Copy out again, unchanged, the listing below from the line that has "#[derive(Debug, Clone, PartialEq, Eq)]" through the line that has "pub fn is_fallback(&self)".
=== Begin Enclosure ===
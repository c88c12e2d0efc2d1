//! Core data types and error definitions for the analysis pipeline.

use serde::{Deserialize, Serialize};
use serde_json::{Map, Value};
use thiserror::Error;

/// Section label used when the request does not supply one.
pub const DEFAULT_SECTION: &str = "N/A";
/// Title used when the request does not supply one.
pub const DEFAULT_TITLE: &str = "Sin título";

/// Failures raised while segmenting a document into sentences.
///
/// These never leave the engine: every public engine operation converts them into a fixed
/// fallback value and logs the cause.
#[derive(Debug, Error, PartialEq, Eq)]
pub enum SegmentationError {
    /// Document exceeds the configured segmenter ceiling.
    #[error("document has {length} characters; the sentence model accepts at most {max}")]
    InputTooLarge {
        /// Character count of the rejected document.
        length: usize,
        /// Configured ceiling.
        max: usize,
    },
    /// Document contains NUL characters, which only show up when binary data was decoded as text.
    #[error("document contains binary data")]
    BinaryContent,
}

/// Malformed or incomplete analysis requests.
#[derive(Debug, Error, Clone, PartialEq, Eq)]
pub enum ClientError {
    /// The request carried no body, or a body that is not a JSON object.
    #[error("missing body")]
    MissingBody,
    /// The JSON object has no usable `content` field.
    #[error("missing content")]
    MissingContent,
    /// A field was present with the wrong JSON type.
    #[error("field '{0}' must be a string")]
    InvalidField(&'static str),
}

impl ClientError {
    /// Wire envelope describing this error to the caller.
    pub fn envelope(&self) -> ErrorEnvelope {
        match self {
            Self::MissingBody | Self::MissingContent => ErrorEnvelope {
                error: "No content provided".into(),
                message: "Se requiere el campo 'content'".into(),
            },
            Self::InvalidField(field) => ErrorEnvelope {
                error: "Invalid field".into(),
                message: format!("El campo '{field}' debe ser texto"),
            },
        }
    }
}

/// Errors surfaced by the analysis request path.
#[derive(Debug, Error)]
pub enum AnalysisError {
    /// Caller supplied an invalid request.
    #[error(transparent)]
    Client(#[from] ClientError),
    /// Unexpected failure while producing the response.
    #[error("{0}")]
    Internal(String),
}

/// JSON body returned for failed requests.
#[derive(Debug, Clone, PartialEq, Eq, Serialize, Deserialize)]
pub struct ErrorEnvelope {
    /// Machine-oriented error label.
    pub error: String,
    /// Human-readable detail.
    pub message: String,
}

/// JSON body returned by the liveness check.
#[derive(Debug, Clone, PartialEq, Eq, Serialize, Deserialize)]
pub struct HealthStatus {
    /// Always `"healthy"` when the server answers.
    pub status: String,
    /// Short human-readable note.
    pub message: String,
}

impl HealthStatus {
    /// The fixed status reported by a running server.
    pub fn healthy() -> Self {
        Self {
            status: "healthy".into(),
            message: "Server is running".into(),
        }
    }
}

/// A document submitted for analysis.
#[derive(Debug, Clone, PartialEq, Eq, Serialize, Deserialize)]
pub struct AnalysisRequest {
    /// Raw document text.
    pub content: String,
    /// Optional section label echoed in the result.
    #[serde(default, skip_serializing_if = "Option::is_none")]
    pub section: Option<String>,
    /// Optional title echoed in the result.
    #[serde(default, skip_serializing_if = "Option::is_none")]
    pub title: Option<String>,
}

impl AnalysisRequest {
    /// Build a request carrying only document text.
    pub fn new(content: impl Into<String>) -> Self {
        Self {
            content: content.into(),
            section: None,
            title: None,
        }
    }

    /// Parse and validate a raw HTTP body.
    ///
    /// An empty body, a body that is not JSON, and JSON that is not an object all count as a
    /// missing body.
    pub fn from_body(body: &[u8]) -> Result<Self, ClientError> {
        if body.iter().all(u8::is_ascii_whitespace) {
            return Err(ClientError::MissingBody);
        }
        let payload: Value =
            serde_json::from_slice(body).map_err(|_| ClientError::MissingBody)?;
        Self::from_payload(Some(payload))
    }

    /// Validate an already-decoded payload.
    pub fn from_payload(payload: Option<Value>) -> Result<Self, ClientError> {
        let Some(Value::Object(mut fields)) = payload else {
            return Err(ClientError::MissingBody);
        };

        let content = match fields.remove("content") {
            None | Some(Value::Null) => return Err(ClientError::MissingContent),
            Some(Value::String(content)) => content,
            Some(_) => return Err(ClientError::InvalidField("content")),
        };

        Ok(Self {
            content,
            section: optional_label(&mut fields, "section")?,
            title: optional_label(&mut fields, "title")?,
        })
    }

    /// Section label with the documented default applied.
    pub fn section_or_default(&self) -> &str {
        self.section.as_deref().unwrap_or(DEFAULT_SECTION)
    }

    /// Title with the documented default applied.
    pub fn title_or_default(&self) -> &str {
        self.title.as_deref().unwrap_or(DEFAULT_TITLE)
    }
}

fn optional_label(
    fields: &mut Map<String, Value>,
    key: &'static str,
) -> Result<Option<String>, ClientError> {
    match fields.remove(key) {
        None | Some(Value::Null) => Ok(None),
        Some(Value::String(value)) => Ok(Some(value)),
        Some(_) => Err(ClientError::InvalidField(key)),
    }
}

/// Structured analysis returned to the caller.
#[derive(Debug, Clone, PartialEq, Eq, Serialize, Deserialize)]
pub struct AnalysisResult {
    /// Section label echoed from the request.
    pub section: String,
    /// Title echoed from the request.
    pub title: String,
    /// Leading sentences of the document, or a fallback note.
    pub summary: String,
    /// Fixed-length list of representative sentences.
    pub key_points: Vec<String>,
}

/// Output of an engine operation.
///
/// Engine operations always produce a value. `Fallback` marks values that were substituted
/// because nothing could be computed; the cause has already been logged.
#[derive(Debug, Clone, PartialEq, Eq)]
pub enum Extraction<T> {
    /// Value derived from the document.
    Computed(T),
    /// Fixed placeholder used instead of a computed value.
    Fallback(T),
}

impl<T> Extraction<T> {
    /// Whether the value is a substituted placeholder.
    pub fn is_fallback(&self) -> bool {
        matches!(self, Self::Fallback(_))
    }

    /// Borrow the carried value.
    pub fn value(&self) -> &T {
        match self {
            Self::Computed(value) | Self::Fallback(value) => value,
        }
    }

    /// Unwrap the carried value regardless of how it was produced.
    pub fn into_inner(self) -> T {
        match self {
            Self::Computed(value) | Self::Fallback(value) => value,
        }
    }
}

#[cfg(test)]
mod tests {
    use super::*;
    use serde_json::json;

    #[test]
    fn absent_payload_is_missing_body() {
        assert_eq!(
            AnalysisRequest::from_payload(None),
            Err(ClientError::MissingBody)
        );
        assert_eq!(
            AnalysisRequest::from_payload(Some(json!(["content"]))),
            Err(ClientError::MissingBody)
        );
    }

    #[test]
    fn empty_or_garbled_body_is_missing_body() {
        assert_eq!(AnalysisRequest::from_body(b""), Err(ClientError::MissingBody));
        assert_eq!(
            AnalysisRequest::from_body(b"  \n"),
            Err(ClientError::MissingBody)
        );
        assert_eq!(
            AnalysisRequest::from_body(b"content=hola"),
            Err(ClientError::MissingBody)
        );
    }

    #[test]
    fn object_without_content_is_missing_content() {
        assert_eq!(
            AnalysisRequest::from_payload(Some(json!({}))),
            Err(ClientError::MissingContent)
        );
        assert_eq!(
            AnalysisRequest::from_payload(Some(json!({ "content": null, "title": "T" }))),
            Err(ClientError::MissingContent)
        );
    }

    #[test]
    fn non_string_fields_are_rejected() {
        assert_eq!(
            AnalysisRequest::from_payload(Some(json!({ "content": 42 }))),
            Err(ClientError::InvalidField("content"))
        );
        assert_eq!(
            AnalysisRequest::from_payload(Some(json!({ "content": "x", "section": 3 }))),
            Err(ClientError::InvalidField("section"))
        );
    }

    #[test]
    fn labels_default_when_omitted() {
        let request =
            AnalysisRequest::from_payload(Some(json!({ "content": "" }))).expect("request");
        assert_eq!(request.content, "");
        assert_eq!(request.section_or_default(), "N/A");
        assert_eq!(request.title_or_default(), "Sin título");
    }

    #[test]
    fn labels_are_kept_verbatim() {
        let request = AnalysisRequest::from_body(
            br#"{"content":"Texto","section":" 2.1 ","title":"Informe anual"}"#,
        )
        .expect("request");
        assert_eq!(request.section_or_default(), " 2.1 ");
        assert_eq!(request.title_or_default(), "Informe anual");
    }

    #[test]
    fn missing_content_envelope_is_localized() {
        let envelope = ClientError::MissingContent.envelope();
        assert_eq!(envelope.error, "No content provided");
        assert_eq!(envelope.message, "Se requiere el campo 'content'");
        assert_eq!(ClientError::MissingBody.envelope(), envelope);
    }

    #[test]
    fn extraction_exposes_value_either_way() {
        let computed = Extraction::Computed(1);
        let fallback = Extraction::Fallback(2);
        assert!(!computed.is_fallback());
        assert!(fallback.is_fallback());
        assert_eq!(*computed.value(), 1);
        assert_eq!(fallback.into_inner(), 2);
    }
}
=== End Enclosure ===
▶ [Solution for this task]
#[derive(Debug, Clone, PartialEq, Eq)]
pub enum Extraction<T> {
    /// Value derived from the document.
    Computed(T),
    /// Fixed placeholder used instead of a computed value.
    Fallback(T),
}

impl<T> Extraction<T> {
    /// Whether the value is a substituted placeholder.
    pub fn is_fallback(&self) -> bool {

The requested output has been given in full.